From the first line of the data through the line containing "let tickers = source.fetch_tickers().await?;", return each line exactly.

(Saved data entries)
↓
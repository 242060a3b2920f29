// Handler for the market scan: fan out over the volume universe, keep the best entries
use super::helpers::fetch_window;
use crate::config::EngineSettings;
use crate::data::MarketDataSource;
use crate::error::EngineError;
use crate::signals::scanner::{coin_of, rank_top, score_candidate, select_universe};
use futures::stream::{self, StreamExt};
use shared::models::ScanCandidate;

/// Only the ticker list is fatal; a symbol that fails to fetch or score is skipped.
pub async fn handle_scan_market(
    source: &dyn MarketDataSource,
    settings: &EngineSettings,
) -> Result<Vec<ScanCandidate>, EngineError> {
    let tickers = source.fetch_tickers().await?;
    let universe = select_universe(&tickers, &settings.quote_asset, settings.scan_universe_size);
    tracing::debug!(tickers = tickers.len(), universe = universe.len(), "Scanning market");

    let quote_asset = settings.quote_asset.as_str();
    let profile = settings.scan;

    let scored: Vec<(usize, ScanCandidate)> = stream::iter(universe.into_iter().enumerate().map(|(rank, symbol)| {
        async move {
            let coin = coin_of(&symbol, quote_asset);
            let outcome = match fetch_window(source, &symbol, profile).await {
                Ok(market) => score_candidate(coin, &market),
                Err(e) => Err(e),
            };
            match outcome {
                Ok(candidate) => Some((rank, candidate)),
                Err(e) => {
                    tracing::warn!(%symbol, error = %e, kind = e.kind(), "Excluding symbol from scan");
                    None
                }
            }
        }
    }))
    .buffer_unordered(settings.scan_concurrency.max(1))
    .filter_map(|entry| async move { entry })
    .collect()
    .await;

    let mut in_universe_order = scored;
    in_universe_order.sort_by_key(|(rank, _)| *rank);
    let candidates: Vec<ScanCandidate> = in_universe_order.into_iter().map(|(_, c)| c).collect();
    tracing::debug!(scored = candidates.len(), "Scan scoring finished");

    Ok(rank_top(candidates, settings.scan_top_n))
}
↑
• **RESULT**:
repository 242060a3b2920f29
// Handler for the market scan: fan out over the volume universe, keep the best entries
use super::helpers::fetch_window;
use crate::config::EngineSettings;
use crate::data::MarketDataSource;
use crate::error::EngineError;
use crate::signals::scanner::{coin_of, rank_top, score_candidate, select_universe};
use futures::stream::{self, StreamExt};
use shared::models::ScanCandidate;

/// Only the ticker list is fatal; a symbol that fails to fetch or score is skipped.
pub async fn handle_scan_market(
    source: &dyn MarketDataSource,
    settings: &EngineSettings,
) -> Result<Vec<ScanCandidate>, EngineError> {
    let tickers = source.fetch_tickers().await?;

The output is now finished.